I3A induz a apoptose em Select B-NHL linhas de células
para determinar se I3A pode induzir apoptose em linhas celulares de B-NHL previamente demonstrado ser sensível a briostatina 1 e /ou o seu pico análogo, foram utilizados três protocolos de marcação celular diferentes e citometria de fluxo, como descrito anteriormente [25], [26]. Além das linhas de células mencionadas acima, foram incluídos na análise as linhas celulares MCL DAG-sensível analógicas previamente caracterizados Mino, rec1, e SP53 e a resistência de Burkitt linha celular de linfoma Daudi.
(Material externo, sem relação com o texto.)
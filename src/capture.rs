use crate::fft::FftProcessor;
use cpal::traits::{DeviceTrait, HostTrait, StreamTrait};
use cpal::{FromSample, Sample, SampleFormat};
use log::warn;
use std::sync::{Arc, Mutex};

/// Keeps the cpal input stream alive for as long as the analysis runs.
pub struct AudioStream {
    _stream: cpal::Stream,
}

/// Open the default input device and feed downmixed mono samples into the
/// FFT processor from the audio callback. Returns the stream guard and the
/// device sample rate in Hz.
pub fn start_input_stream(
    processor: Arc<Mutex<FftProcessor>>,
) -> Result<(AudioStream, u32), anyhow::Error> {
    let host = cpal::default_host();
    let device = host
        .default_input_device()
        .ok_or_else(|| anyhow::anyhow!("no input device available"))?;

    let supported_config = device.default_input_config()?;
    let sample_format = supported_config.sample_format();
    let config: cpal::StreamConfig = supported_config.into();
    let sample_rate = config.sample_rate.0;
    let channels = config.channels as usize;

    let stream = match sample_format {
        SampleFormat::F32 => build_stream::<f32>(&device, &config, channels, processor)?,
        SampleFormat::I16 => build_stream::<i16>(&device, &config, channels, processor)?,
        SampleFormat::U16 => build_stream::<u16>(&device, &config, channels, processor)?,
        _ => return Err(anyhow::anyhow!("Unsupported sample format")),
    };

    stream.play()?;

    Ok((AudioStream { _stream: stream }, sample_rate))
}

fn build_stream<T>(
    device: &cpal::Device,
    config: &cpal::StreamConfig,
    channels: usize,
    processor: Arc<Mutex<FftProcessor>>,
) -> Result<cpal::Stream, anyhow::Error>
where
    T: Sample + FromSample<f32> + cpal::SizedSample,
    f32: FromSample<T>,
{
    let stream = device.build_input_stream(
        config,
        move |data: &[T], _: &cpal::InputCallbackInfo| {
            let mut processor = processor.lock().unwrap();
            for frame in data.chunks(channels) {
                let sum: f32 = frame.iter().map(|&s| s.to_sample::<f32>()).sum();
                processor.push_sample(sum / channels as f32);
            }
        },
        |err| warn!("input stream error: {err}"),
        None,
    )?;

    Ok(stream)
}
A incapacidade das células para acumular TMRE (éster etílico de tetrametilrodamina) foi utilizado para detectar a perda do potencial de membrana mitocondrial externa (Fig. 7A). Em alguns casos, foram usados os inibidores U1026 ou PD184352 Mek para avaliar o papel da via de sinalização de Ras canónica na apoptose. A caspase fluorescente pseudo-substrato foi utilizado para detectar a actividade da caspase global (Fig. 7B). ADN final de marcação utilizando-dUTP e transferase terminal (TÚNEL) foi empregada para monitorizar a fragmentação de ADN nuclear (Fig. 7C). resultados representativos são apresentados na Figura 7 e os resultados estão resumidos na Tabela 2. Em geral, I3A induzida extensa apoptose em linhas celulares sensíveis DAG-analógicos (Toledo, BL2, Jeko-1), mas muito menos em linhas de células resistentes (RL , UPN1 e Daudi). Perda de coloração induzida por TMRE I3A em células de Toledo foi largamente anulada por inibidores de MEK (fig. 7A), mas este efeito foi menos dramático em algumas das linhas celulares de MCL (dados não mostrados).
. células RL e Toledo foram tratados durante 24 horas, incubadas com TMRE, e analisados para a absorção da mancha por citometria de fluxo. Em alguns casos, as culturas foram incubadas quer com U0126 ou PD184352 para avaliar os efeitos da inibição do Mek. B. UPN1 e células Jeko-1 foram incubadas com DMSO ou 100 nM de I3A durante 4 dias e depois analisadas com CaspACE ™ para detectar a activação da caspase.